Taiwan GDP Contracts More Than Expected
Taiwan GDP Contracts More Than Expected

Taiwan’s trade-reliant economy shrank by a worse-than-expected 0.84% in the first quarter as exports tumbled, pressuring the new government to come up with stimulus measures and cementing views the central bank will cut interest rates again in coming months.

The island’s economy is clearly struggling to shake off last year’s recession as prolonged weakness in global demand weighs on Asia’s exporters, even those like Taiwan which sell a lot of popular, higher-end products such as smartphones, CNBC reported.

The contraction in gross domestic product in January-March was deeper than economists’ expectations of a 0.6% fall from the same period a year earlier, and followed a drop of 0.52% in the fourth quarter of 2015.

On a seasonally adjusted, annualized basis, the economy did manage to eke out 0.76% growth, but that also signaled a sharp deceleration from the 2.18% rise in the final quarter of 2015, the statistics agency said on Friday.

Iris Pang, a senior economist for Greater China at Natixis in Hong Kong, said she has penciled in an additional rate cut for 2016 and now expects two more cuts to bring the policy discount rate to 1.25% from its current 1.5%.

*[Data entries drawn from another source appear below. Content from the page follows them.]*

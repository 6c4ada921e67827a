//! Output generation for the published digest.
//!
//! # Submodules
//!
//! - [`html`]: Renders the whole archive into the static `index.html` page
//!
//! # Output Structure
//!
//! ```text
//! output_dir/
//! ├── index.html     # rendered archive, rewritten every successful run
//! ├── archive.json   # every published week, newest first
//! └── state.json     # rotation record
//! ```

pub mod html;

Monetary policy is already loose after three rate cuts since late September. “That is not enough. Taiwan needs to depreciate the currency,” Pang said.

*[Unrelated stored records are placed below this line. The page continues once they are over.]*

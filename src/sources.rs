//! The ordered list of feeds the digest rotates through.
//!
//! The list is a plain text file, one feed URL per line. Blank lines and lines
//! starting with `#` are ignored; every other line keeps its position, because
//! the rotation state stores an index into this list.

use std::error::Error;
use std::path::Path;
use tokio::fs;
use tracing::{info, instrument, warn};
use url::Url;

/// Non-empty, index-addressable list of feed identifiers.
#[derive(Debug, Clone, PartialEq)]
pub struct SourceList {
    feeds: Vec<String>,
}

impl SourceList {
    /// Parse the newline-delimited source list format.
    ///
    /// # Errors
    ///
    /// Returns an error when no feed remains after dropping blanks and comments.
    pub fn parse(text: &str) -> Result<Self, Box<dyn Error>> {
        let feeds: Vec<String> = text
            .lines()
            .map(str::trim)
            .filter(|line| !line.is_empty() && !line.starts_with('#'))
            .map(str::to_string)
            .collect();

        if feeds.is_empty() {
            return Err("source list contains no feeds".into());
        }

        for feed in &feeds {
            if Url::parse(feed).is_err() {
                warn!(%feed, "Source list entry is not an absolute URL; keeping it in rotation");
            }
        }

        Ok(Self { feeds })
    }

    /// Read and parse the source list file.
    #[instrument(level = "info", skip_all, fields(path = %path.display()))]
    pub async fn load(path: &Path) -> Result<Self, Box<dyn Error>> {
        let text = fs::read_to_string(path)
            .await
            .map_err(|e| format!("cannot read source list {}: {e}", path.display()))?;
        let list = Self::parse(&text)?;
        info!(count = list.len(), "Loaded source list");
        Ok(list)
    }

    pub fn len(&self) -> usize {
        self.feeds.len()
    }

    /// Feed at `index`, taken modulo the list length.
    pub fn get(&self, index: usize) -> &str {
        &self.feeds[index % self.feeds.len()]
    }

    #[cfg(test)]
    pub fn iter(&self) -> impl Iterator<Item = &str> {
        self.feeds.iter().map(String::as_str)
    }
}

Apple Inc on Wednesday reported it’s first-ever decline in iPhone sales and a lower-than-expected revenue outlook, clouding the outlook for Taiwan’s technology giants which make a lot of the phone’s components.

Yuanta Investment Consulting expects second quarter GDP to continue to contract and is forecasting a 0.3% year-on-year fall. For 2016 as a whole, the Taiwanese house is expecting GDP to grow a mere 0.3%.

The government will issue revised GDP figures in two to three weeks and provide a fresh outlook at that time.

The new government of Tsai Ing-wen will officially take office on May 20 after she and her Democratic Progressive Party won landslide presidential and parliamentary elections in January.

It was the third quarter in a row that the economy has contracted on a year-on-year basis as a slump in global trade drags on. The economy briefly slipped into recession in mid-2015 but managed some growth late in the year.

More policy easing is likely, most economists say, in part to dampen strength in the local dollar, which is up 2% against the US dollar so far this year.